その気持ちはかならず通じ、何よりも穏やかな時間をこれまでのお礼として贈れるものだと信じています。
どうぞお大事に^_^

hum
きりんさんのコメント
2024年11月25日

Мさん
「父の日」にこの映画を・・
コメントの返信はМさんのレビュー欄にお届けしました。
ありがとうございました。

きりん

きりん
きりんさんのコメント
2024年11月25日

humさん

コメントありがとうございました。
「家族」って大変です。一緒に生きていくことにこんなに難渋するとは!
平凡に、なんの波風も立たずに生きられたら良いんでしょうが、どこの家にも いろいろは有るはずで。
そこが私たち人間のドラマなのだし、泣けてくる愛しい姿なのかも知れませんね・・

うちは両親の看取りのシーズンに入っています。いい別れが持てるように、我々息子たちでうんと頑張っているところです。

映画は人生の先生です。
😊🖐️

きりん
humさんのコメント
2024年11月25日

なんとも言えない切ない感情が残る作品でしたね。
このレビューがまた作品を思い出させソフィと父親のあの夏の情景が胸いっぱいにします。
娘あってのこと、自分あってのこと
…本当にそうですね🥲
そして教えてくださったご自身の夜の公園でのエピソードがそれぞれのストーリーを持つワンシーンとして心に刻まれました。

hum
Mさんのコメント
2024年11月25日

私はたまたま父の日にこの映画を見ました。
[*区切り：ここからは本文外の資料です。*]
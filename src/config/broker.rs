use serde::{Deserialize, Serialize};

/// Event broker configuration
#[derive(Debug, Clone, Deserialize, Serialize)]
pub struct BrokerConfig {
    /// Broker backend (redis, memory)
    #[serde(default = "default_backend")]
    pub backend: String,

    /// Prefix for stream keys backing topics
    #[serde(default = "default_stream_prefix")]
    pub stream_prefix: String,

    /// Topic carrying like events
    #[serde(default = "default_like_topic")]
    pub like_topic: String,

    /// Shared subscription for like event consumers
    #[serde(default = "default_like_subscription")]
    pub like_subscription: String,

    /// Topic carrying counter sync records
    #[serde(default = "default_counter_topic")]
    pub counter_topic: String,

    /// Shared subscription for counter sync consumers
    #[serde(default = "default_counter_subscription")]
    pub counter_subscription: String,

    /// Consumer name within the subscription (defaults to the instance id)
    #[serde(default, skip_serializing_if = "Option::is_none")]
    pub consumer_name: Option<String>,

    /// Batch receive policy for like events
    #[serde(default)]
    pub batch: BatchReceiveConfig,

    /// Batch receive policy for counter sync records
    #[serde(default = "default_counter_batch")]
    pub counter_batch: BatchReceiveConfig,

    /// Redelivery delay after a negative acknowledgement
    #[serde(default = "default_nack_backoff")]
    pub nack_redelivery: RedeliveryBackoffConfig,

    /// Redelivery delay for messages never acknowledged
    #[serde(default = "default_ack_timeout_backoff")]
    pub ack_timeout_redelivery: RedeliveryBackoffConfig,

    /// Dead letter policy
    #[serde(default)]
    pub dead_letter: DeadLetterConfig,

    /// Approximate maximum stream length kept by the broker (0 = unbounded)
    #[serde(default = "default_max_stream_len")]
    pub max_stream_len: usize,
}

impl Default for BrokerConfig {
    fn default() -> Self {
        Self {
            backend: default_backend(),
            stream_prefix: default_stream_prefix(),
            like_topic: default_like_topic(),
            like_subscription: default_like_subscription(),
            counter_topic: default_counter_topic(),
            counter_subscription: default_counter_subscription(),
            consumer_name: None,
            batch: BatchReceiveConfig::default(),
            counter_batch: default_counter_batch(),
            nack_redelivery: default_nack_backoff(),
            ack_timeout_redelivery: default_ack_timeout_backoff(),
            dead_letter: DeadLetterConfig::default(),
            max_stream_len: default_max_stream_len(),
        }
    }
}

#[derive(Debug, Clone, Deserialize, Serialize)]
pub struct BatchReceiveConfig {
    /// Maximum messages per batch
    #[serde(default = "default_max_messages")]
    pub max_messages: usize,

    /// Maximum wait for a batch in milliseconds
    #[serde(default = "default_batch_timeout_ms")]
    pub timeout_ms: u64,
}

impl Default for BatchReceiveConfig {
    fn default() -> Self {
        Self {
            max_messages: default_max_messages(),
            timeout_ms: default_batch_timeout_ms(),
        }
    }
}

#[derive(Debug, Clone, Deserialize, Serialize)]
pub struct RedeliveryBackoffConfig {
    pub min_delay_ms: u64,
    pub max_delay_ms: u64,
    pub multiplier: f64,
}

#[derive(Debug, Clone, Deserialize, Serialize)]
pub struct DeadLetterConfig {
    /// Redeliveries allowed before a message is dead-lettered
    #[serde(default = "default_max_redeliver_count")]
    pub max_redeliver_count: u32,

    /// Topic parked payloads are forwarded to
    #[serde(default = "default_dead_letter_topic")]
    pub topic: String,

    /// Storage backend (memory, redis)
    #[serde(default = "default_dlq_storage")]
    pub storage: String,
}

impl Default for DeadLetterConfig {
    fn default() -> Self {
        Self {
            max_redeliver_count: default_max_redeliver_count(),
            topic: default_dead_letter_topic(),
            storage: default_dlq_storage(),
        }
    }
}

fn default_backend() -> String {
    "redis".to_string()
}
fn default_stream_prefix() -> String {
    "likebridge:stream".to_string()
}
fn default_like_topic() -> String {
    "thumb-topic".to_string()
}
fn default_like_subscription() -> String {
    "thumb-subscription".to_string()
}
fn default_counter_topic() -> String {
    "counter-sync-topic".to_string()
}
fn default_counter_subscription() -> String {
    "counter-sync-subscription".to_string()
}
fn default_max_messages() -> usize {
    1000
}
fn default_batch_timeout_ms() -> u64 {
    10_000
}
fn default_counter_batch() -> BatchReceiveConfig {
    BatchReceiveConfig {
        max_messages: 500,
        timeout_ms: 5_000,
    }
}
fn default_nack_backoff() -> RedeliveryBackoffConfig {
    RedeliveryBackoffConfig {
        min_delay_ms: 1_000,
        max_delay_ms: 60_000,
        multiplier: 2.0,
    }
}
fn default_ack_timeout_backoff() -> RedeliveryBackoffConfig {
    RedeliveryBackoffConfig {
        min_delay_ms: 5_000,
        max_delay_ms: 300_000,
        multiplier: 3.0,
    }
}
fn default_max_redeliver_count() -> u32 {
    3
}
fn default_dead_letter_topic() -> String {
    "thumb-dlq-topic".to_string()
}
fn default_dlq_storage() -> String {
    "redis".to_string()
}
fn default_max_stream_len() -> usize {
    1_000_000
}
そのためもあってか、いろいろ考えることも多かったような気がします。自分が子どもだった頃のこと、自分が父親として何ができたかということ。
昨年、多くの映画を見ましたが、私にとっては一番心に残る作品でした。
確かに悲しい映画とは思います。しかし、それ以上に何があたたかいものを心に残しました。
当たり前のことかもしれませんが、親が子どもと一緒にいられる時間は、ほんとに短いものだと思います。
このレビューを読みながら、映画を見た時に感じたことを、また思い出しました。

M
きりんさんのコメント
2024年11月25日

ちなみに、
鬱病は回復期に一番自殺が起こります。
死にたいと思っていた気持ちが、回復期に元気になってきたときに「自殺をついに実行に移せるだけの力」を得てしまうからです。
身近に鬱病の方がおられましたら、患者さんに笑顔と元気が戻ってきた瞬間の「その時期」こそ注意してあげていて下さい。